On the surface, business bank accounts are fairly straightforward. They allow you to store your money in a checking account, accrue interest (in some cases), and perform basic bank functions: initiate and receive wire transfers, get a debit card or credit card, use online banking and mobile banking, and so on.
Most importantly, business bank accounts give you a way to keep your business finances separate from your personal finances. Separating your finances is a good practice to follow, as it makes filing taxes easier, ensures an easier time if you're audited by the IRS, and prevents irresponsible spending. Because of this, a business bank account should be one of the first things you set up upon starting a business.
Beyond the above features, there are some additional business bank account perks that can help set your business finances up for success.

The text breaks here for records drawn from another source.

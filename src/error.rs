//! Error types for proposal-publish

/// Result alias using the crate error type
pub type Result<T> = std::result::Result<T, Error>;

/// Errors produced by the publication workflow
#[derive(Debug, thiserror::Error)]
pub enum Error {
    /// Commit reference could not be resolved
    #[error("invalid commit reference: {0}")]
    InvalidReference(String),

    /// The commit touches no proposal document
    #[error("no proposal files (designs/*.md) found in commit {0}")]
    NoProposalFound(String),

    /// The commit touches more than one proposal document
    #[error("multiple proposal files found in commit {0}: each proposal should be in its own commit")]
    MultipleProposalsFound(String),

    /// Proposal filename matches neither the draft nor the numbered pattern
    #[error(
        "proposal file must follow naming convention: xxxx-*.md (draft) or NNNN-*.md (numbered), got: {0}"
    )]
    InvalidNamingConvention(String),

    /// Proposal document has no leading `# Title` heading
    #[error("could not extract title from {0} (no '# Title' heading found)")]
    MissingTitle(String),

    /// Numbered proposal points at a discussion that does not exist
    #[error("discussion #{0} not found")]
    DiscussionNotFound(String),

    /// Numbered proposal points at a discussion that belongs to something else
    #[error("discussion #{0} does not appear to belong to this proposal")]
    DiscussionMismatch(String),

    /// The repository has no discussion categories to create into
    #[error("no discussion categories found")]
    NoDiscussionCategories,

    /// A descendant commit could not be replayed during a history rewrite
    #[error("failed to cherry-pick {commit}: {message}")]
    CherryPick {
        /// Abbreviated hash of the failing commit
        commit: String,
        /// Stderr of the failing cherry-pick
        message: String,
    },

    /// A git command exited nonzero
    #[error("git {command} failed: {stderr}")]
    Git {
        /// The git subcommand and arguments
        command: String,
        /// Captured stderr
        stderr: String,
    },

    /// GitHub API transport failure
    #[error("GitHub API error: {0}")]
    GitHubApi(String),

    /// The GraphQL response carried an errors array
    #[error("GraphQL errors: {0}")]
    GraphQl(String),

    /// No usable authentication token
    #[error("authentication error: {0}")]
    Auth(String),

    /// An external tool exited nonzero
    #[error("{tool} failed: {stderr}")]
    Tool {
        /// Tool name
        tool: String,
        /// Captured stderr
        stderr: String,
    },

    /// An external tool is not installed
    #[error("{0} is not installed")]
    ToolNotFound(String),

    /// Output from git or a tool could not be parsed
    #[error("parse error: {0}")]
    Parse(String),

    /// Invariant violation that should not be reachable
    #[error("internal error: {0}")]
    Internal(String),

    /// Filesystem or subprocess I/O failure
    #[error(transparent)]
    Io(#[from] std::io::Error),

    /// JSON (de)serialization failure
    #[error(transparent)]
    Json(#[from] serde_json::Error),
}
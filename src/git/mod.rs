//! Version-control access for the publication workflow
//!
//! Git is consumed through the narrow [`GitBackend`] capability trait with
//! one production implementation that shells out ([`GitCli`]) and in-memory
//! fakes on the test side. This is the seam that makes the history
//! rewriter's destructive paths testable without a real repository.

mod cli;

pub use cli::GitCli;

use crate::error::Result;
use async_trait::async_trait;
use std::path::Path;

/// A file touched by a commit, as reported by rename-aware diffing
#[derive(Debug, Clone, PartialEq, Eq)]
pub enum FileChange {
    /// File added in the commit
    Added(String),
    /// File modified in the commit
    Modified(String),
    /// File deleted in the commit
    Deleted(String),
    /// File renamed in the commit
    Renamed {
        /// Path before the rename
        from: String,
        /// Path after the rename
        to: String,
    },
}

impl FileChange {
    /// The path this change lands on (rename target for renames)
    pub fn path(&self) -> &str {
        match self {
            Self::Added(p) | Self::Modified(p) | Self::Deleted(p) => p,
            Self::Renamed { to, .. } => to,
        }
    }
}

/// Parse `git diff-tree --name-status -r -M` output into typed changes
///
/// Unrecognized status letters (copies, type changes) are skipped.
pub fn parse_name_status(output: &str) -> Vec<FileChange> {
    let mut changes = Vec::new();

    for line in output.lines() {
        let parts: Vec<&str> = line.split('\t').collect();
        if parts.len() < 2 {
            continue;
        }

        let status = parts[0];
        match status {
            "A" => changes.push(FileChange::Added(parts[1].to_string())),
            "M" => changes.push(FileChange::Modified(parts[1].to_string())),
            "D" => changes.push(FileChange::Deleted(parts[1].to_string())),
            s if s.starts_with('R') => {
                if parts.len() < 3 {
                    continue;
                }
                changes.push(FileChange::Renamed {
                    from: parts[1].to_string(),
                    to: parts[2].to_string(),
                });
            }
            _ => {}
        }
    }

    changes
}

/// Capability interface over the version-control system
///
/// The command surface is exactly what the workflow consumes: read-only
/// queries for the inspector and synchronizer, working-tree and history
/// mutations for the rewriter.
#[async_trait]
pub trait GitBackend: Send + Sync {
    /// Root of the working tree (for direct file reads/writes)
    fn workdir(&self) -> &Path;

    /// Resolve a reference to a full commit hash
    async fn resolve(&self, refname: &str) -> Result<String>;

    /// Files changed in a commit relative to its parent, with rename detection
    async fn changed_files(&self, refname: &str) -> Result<Vec<FileChange>>;

    /// Read a file's content as of a commit (`git show ref:path`)
    async fn show_file(&self, refname: &str, path: &str) -> Result<String>;

    /// Name of the currently checked-out branch
    async fn current_branch(&self) -> Result<String>;

    /// Whether the working tree has uncommitted changes
    async fn has_uncommitted_changes(&self) -> Result<bool>;

    /// Rename a tracked file (`git mv`)
    async fn rename(&self, from: &str, to: &str) -> Result<()>;

    /// Stage a path
    async fn stage(&self, path: &str) -> Result<()>;

    /// Amend the current HEAD commit, keeping its message
    async fn amend(&self) -> Result<()>;

    /// Create and switch to a branch rooted at a commit
    async fn create_branch(&self, name: &str, at: &str) -> Result<()>;

    /// Switch to an existing branch
    async fn checkout(&self, name: &str) -> Result<()>;

    /// Force-delete a branch
    async fn delete_branch(&self, name: &str) -> Result<()>;

    /// Stash uncommitted changes with a message
    async fn stash_push(&self, message: &str) -> Result<()>;

    /// Restore the most recent stash
    async fn stash_pop(&self) -> Result<()>;

    /// Replay a commit onto the current branch
    async fn cherry_pick(&self, commit: &str) -> Result<()>;

    /// Abort an in-progress cherry-pick
    async fn cherry_pick_abort(&self) -> Result<()>;

    /// Number of commits in `from..to`
    async fn count_commits(&self, from: &str, to: &str) -> Result<usize>;

    /// Commits in `from..to`, oldest first
    async fn list_commits(&self, from: &str, to: &str) -> Result<Vec<String>>;

    /// Hard-reset the current branch to a commit
    async fn reset_hard(&self, target: &str) -> Result<()>;

    /// Full message of the HEAD commit
    async fn last_commit_message(&self) -> Result<String>;

    /// URL of a named remote
    async fn remote_url(&self, name: &str) -> Result<String>;
}

#[cfg(test)]
mod tests {
    use super::*;

    #[test]
    fn test_parse_added_and_modified() {
        let output = "A\tdesigns/language/xxxx-demo.md\nM\tREADME.md\n";
        let changes = parse_name_status(output);
        assert_eq!(
            changes,
            vec![
                FileChange::Added("designs/language/xxxx-demo.md".to_string()),
                FileChange::Modified("README.md".to_string()),
            ]
        );
    }

    #[test]
    fn test_parse_rename_with_score() {
        let output = "R097\tdesigns/old.md\tdesigns/new.md";
        let changes = parse_name_status(output);
        assert_eq!(
            changes,
            vec![FileChange::Renamed {
                from: "designs/old.md".to_string(),
                to: "designs/new.md".to_string(),
            }]
        );
        assert_eq!(changes[0].path(), "designs/new.md");
    }

    #[test]
    fn test_parse_skips_garbage_and_unknown_status() {
        let output = "not a diff line\nT\tsome/file\nD\tgone.md\n\n";
        let changes = parse_name_status(output);
        assert_eq!(changes, vec![FileChange::Deleted("gone.md".to_string())]);
    }

    #[test]
    fn test_parse_rename_missing_target_skipped() {
        let changes = parse_name_status("R100\tonly-one-path");
        assert!(changes.is_empty());
    }
}
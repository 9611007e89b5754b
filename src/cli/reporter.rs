//! Styled console reporter for the `publish` binary

use crate::cli::style::{Stylize, check, cross};
use proposal_publish::report::Reporter;

/// Reporter that prints styled progress lines to stderr
///
/// Progress goes to stderr so stdout stays clean for the final summary.
pub struct ConsoleReporter;

impl Reporter for ConsoleReporter {
    fn info(&self, message: &str) {
        eprintln!("{message}");
    }

    fn success(&self, message: &str) {
        eprintln!("{} {message}", check().for_stderr());
    }

    fn warn(&self, message: &str) {
        eprintln!("{}", format!("warning: {message}").warn());
    }

    fn error(&self, message: &str) {
        eprintln!("{} {}", cross(), message.error());
    }
}
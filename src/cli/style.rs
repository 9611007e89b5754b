//! CLI styling utilities
//!
//! Provides semantic styling via the [`Stylize`] trait with automatic
//! terminal color support detection (delegated to `owo-colors`).
//!
//! # Color Palette
//!
//! | Method       | Color  | Stream | Semantic Use                    |
//! |--------------|--------|--------|---------------------------------|
//! | `.accent()`  | Cyan   | stdout | Primary info: paths, URLs       |
//! | `.success()` | Green  | stdout | Completion: checkmarks, done    |
//! | `.error()`   | Red    | stderr | Failures, error messages        |
//! | `.warn()`    | Yellow | stderr | Warnings, needs attention       |
//! | `.muted()`   | Dim    | stdout | Secondary: hints, metadata      |
//! | `.emphasis()`| Bold   | stdout | Headers, current action         |

use std::fmt::{self, Display};

pub use owo_colors::Stream;
use owo_colors::{OwoColorize, Style};

const ACCENT: Style = Style::new().cyan();
const SUCCESS: Style = Style::new().green();
const ERROR: Style = Style::new().red();
const WARN: Style = Style::new().yellow();
const MUTED: Style = Style::new().dimmed();
const EMPHASIS: Style = Style::new().bold();

/// A value with semantic styling applied.
///
/// Implements [`Display`] to render with ANSI codes when supported.
/// Color support detection is handled by `owo-colors` (respects `NO_COLOR`,
/// `CLICOLOR`, `CLICOLOR_FORCE`, and TTY detection).
#[derive(Clone, Debug)]
pub struct Styled<T> {
    value: T,
    style: Style,
    stream: Stream,
}

impl<T> Styled<T> {
    const fn new(value: T, style: Style, stream: Stream) -> Self {
        Self {
            value,
            style,
            stream,
        }
    }

    /// Override to render for stderr stream detection.
    #[must_use]
    pub const fn for_stderr(mut self) -> Self {
        self.stream = Stream::Stderr;
        self
    }
}

impl<T: Display> Display for Styled<T> {
    fn fmt(&self, f: &mut fmt::Formatter<'_>) -> fmt::Result {
        // Single point where color detection + rendering happens.
        write!(
            f,
            "{}",
            self.value
                .if_supports_color(self.stream, |v| v.style(self.style))
        )
    }
}

/// Extension trait for semantic terminal styling.
///
/// Automatically implemented for all [`Display`] types. Methods take `&self`
/// to avoid moving the value, allowing styling of borrowed data.
pub trait Stylize: Display {
    /// Accent color (cyan) for primary information.
    fn accent(&self) -> Styled<&Self> {
        Styled::new(self, ACCENT, Stream::Stdout)
    }

    /// Success color (green) for completion states.
    fn success(&self) -> Styled<&Self> {
        Styled::new(self, SUCCESS, Stream::Stdout)
    }

    /// Error color (red) for failures. Default stream: stderr
    fn error(&self) -> Styled<&Self> {
        Styled::new(self, ERROR, Stream::Stderr)
    }

    /// Warning color (yellow) for attention-needed states.
    /// Default stream: stderr
    fn warn(&self) -> Styled<&Self> {
        Styled::new(self, WARN, Stream::Stderr)
    }

    /// Muted style (dim) for secondary information.
    fn muted(&self) -> Styled<&Self> {
        Styled::new(self, MUTED, Stream::Stdout)
    }

    /// Emphasis style (bold) for important text.
    fn emphasis(&self) -> Styled<&Self> {
        Styled::new(self, EMPHASIS, Stream::Stdout)
    }
}

// Blanket implementation for all Display types
impl<T: Display + ?Sized> Stylize for T {}

/// Success checkmark
pub const CHECK: &str = "✓";

/// Error/failure cross
pub const CROSS: &str = "✗";

/// Arrow for steps/actions
pub const ARROW: &str = "→";

/// Green checkmark for success states.
#[inline]
pub const fn check() -> Styled<&'static str> {
    Styled::new(CHECK, SUCCESS, Stream::Stdout)
}

/// Red cross for error/failure states (renders to stderr by default).
#[inline]
pub const fn cross() -> Styled<&'static str> {
    Styled::new(CROSS, ERROR, Stream::Stderr)
}

/// Cyan arrow for action steps.
#[inline]
pub const fn arrow() -> Styled<&'static str> {
    Styled::new(ARROW, ACCENT, Stream::Stdout)
}

/// Convert owo-colors Stream to supports-hyperlinks Stream
const fn to_hyperlink_stream(stream: Stream) -> supports_hyperlinks::Stream {
    match stream {
        Stream::Stdout => supports_hyperlinks::Stream::Stdout,
        Stream::Stderr => supports_hyperlinks::Stream::Stderr,
    }
}

/// Create a clickable hyperlink showing the URL itself.
///
/// Falls back to plain URL text in terminals that don't support OSC 8 hyperlinks.
pub fn hyperlink_url(stream: Stream, url: &str) -> String {
    if supports_hyperlinks::on(to_hyperlink_stream(stream)) {
        terminal_link::Link::new(url, url).to_string()
    } else {
        url.to_string()
    }
}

Personal accounts vs. business checking accounts
Many early business owners keep their business finances in their personal bank account. A personal checking account generally allows you to have a credit or debit card, write checks, and perform transfers. Beyond these features, there are some additional functions common across personal accounts:
- Monthly interest: Some personal accounts will accrue monthly interest. This is especially true if it’s a savings account, but not unheard of for premiere checking accounts.
- Digital wallets: Many modern personal accounts have digital wallets, which allow you to pay using apps on your phone.
- Direct deposits: Virtually every personal account has the option to receive direct deposits. This allows account holders to opt-out of a paper check or cash deposit, and receive their pay digitally.
- Paperless statements: Most accounts allow users to receive paperless statements. This helps the environment, and lets people check their account balance anytime they need.
These features may sound like enough for new business or sole proprietorships. However, business bank accounts will offer these features and more. And, opening a business account can offer benefits to even the smallest startups.
Business bank accounts go above and beyond personal checking accounts by offering:
- Multiple business credit cards: Many business accounts allow you to have multiple credit cards or business debit cards. These can be useful for team spending, especially in the event you need to send an employee on a business trip. A good business credit card will allow you to set limits and control how much employees spend.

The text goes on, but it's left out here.